Very briefly, the idea is to maintain a set of points *not*

in your set that are evenly scattered through space - the

lattice points of a coarse grid. These will serve as neighborhood

markers, and with each point, you will store its NeighborhoodID.

You can think of these as neighborhood post offices, for example.

The coarseness of the grid will be chosen depending on what kinds

of questions you ask, but typically the size of the neighborhoods

reflects the meaning of "close".

Points can only be close to each other if they live in neighborhoods

that are close to each other, or equivalently, if their neighborhood

post offices are close to each other.

For example, if your 3D coordinates range from 0 to 1000

each, you might slice up space every 100 units and use these

as lattice points: {i*100+50,j*100+50,k+100*50) for 0<=i,j,k<10.

So you have 1000 lattice points in this case. No point in

space is more than 100*SQRT(3) ~ 86.6 units from one of these 1000

points, so this will work if the "closeness" you need is on this

order ("close" should mean same or adjacent neighborhood).

No matter how many points you have here, you have

only 1K neighborhoods. If you had 10M points, you

now have 10K points/neighborhood on average.

Now the part that reduces the cost of querying: For many queries,

you can first search or look up pairs of post offices, not points,

that meet your requirement of close. (This could be "adjacent

pairs" in most cases, and post office adjacencies could be

maintained permanently). There is one Mega-pair of post offices

in this example, but 100 Tera-pairs of points

(in nanoseconds, this is 1 millisecond vs. 1 day).

Even if you still have to look at all pairs of points in

adjacent neighborhoods, you have made progress, but for many

problems, you might be able to narrow down the search further.

You might maintain various values in your tables: for points,

the distance to the neighborhood post office and the post

office ID, or the same for all adjacent neighborhood post

offices. For post offices, you might maintain the number of

points in the neighborhood. You might use a fixed rectangular

lattice with a canonical way of enumerating neighbors, so you

can pack things into arrays, or you might allow the lattice to

be dynamic, depending on where the points are. You might maintain

all inter-postoffice distances or just nearby ones. And you

might use triggers a lot if there are many updates and

inserts, but if the data is relatively static, you might

maintain larger and well-indexed collections of

relevant calculations. Depending on how real-time the

system is, you might treat parts of it like a warehousing

problem. And on and on (there are many books on the subject,

on subjects like "spatial databases" and geodatabases -

I haven't read whole books on it)

This is only a sketch, and it is not trivial (but not impossible)

to implement, but maybe it will help. The alternative is

probably to look for GIS-type third-party products that can

connect to SQL data.
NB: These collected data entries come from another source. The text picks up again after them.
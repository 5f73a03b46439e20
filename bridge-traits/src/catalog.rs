//! Catalog-side collaborators: purchase entitlement and media resolution.
//!
//! Both map onto the host's REST service layer (order and song endpoints).
//! The core only consumes the answers; transport, authentication and retry
//! policy belong to the host implementation.

use crate::{error::Result, platform::PlatformSendSync};

/// Answers whether the signed-in user may play a priced track.
///
/// An `Err` means the question could not be answered (network failure,
/// expired session). Callers must treat it as "not entitled".
///
/// # Example
///
/// ```ignore
/// use bridge_traits::catalog::EntitlementChecker;
///
/// struct OrderApi { client: reqwest::Client }
///
/// #[async_trait::async_trait]
/// impl EntitlementChecker for OrderApi {
///     async fn is_entitled(&self, track_id: &str) -> Result<bool> {
///         // GET /orders/check-song-paid/{id}/ -> { "has_paid": bool }
///         todo!()
///     }
/// }
/// ```
#[cfg_attr(target_arch = "wasm32", async_trait::async_trait(?Send))]
#[cfg_attr(not(target_arch = "wasm32"), async_trait::async_trait)]
pub trait EntitlementChecker: PlatformSendSync {
    /// Returns `Ok(true)` when a paid purchase record exists for the track.
    async fn is_entitled(&self, track_id: &str) -> Result<bool>;
}

/// Resolves a track identifier to a streamable URI.
#[cfg_attr(target_arch = "wasm32", async_trait::async_trait(?Send))]
#[cfg_attr(not(target_arch = "wasm32"), async_trait::async_trait)]
pub trait MediaSource: PlatformSendSync {
    /// Resolve the audio URI for `track_id`.
    ///
    /// # Errors
    ///
    /// Returns an error if the track is unknown or the service is unreachable.
    async fn resolve_uri(&self, track_id: &str) -> Result<String>;
}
I'm sure there are some out there, but

they may not be cheap.

The shorter answer is that there is probably no single fast

query to do most things like this if none of this framework is

in place. At best, maybe you can generate a crude lattice on

the fly with derived tables from Numbers tables - but that is

basically putting some of this framework in place.

Steve Kass

Drew University

be*******@gmail.com wrote:

Hi all

I have a large data set of points situated in 3d space. I have a simple

primary key and an x, y and z value.

What I would like is an efficient method for finding the group of

points within a threshold.

So far I have tested the following however it is very slow.

---------------

select *

from locations a full outer join locations b

on a.ID < b.ID and a.X-b.X<2 and a.Y-b.Y<2 and a.Z-b.Z<2

where a.ID is not null and b.ID is not null

---------------

If anyone knows of a more efficient method to arrive at this results it

would be most appreciated.

Thanks in advance

Bevan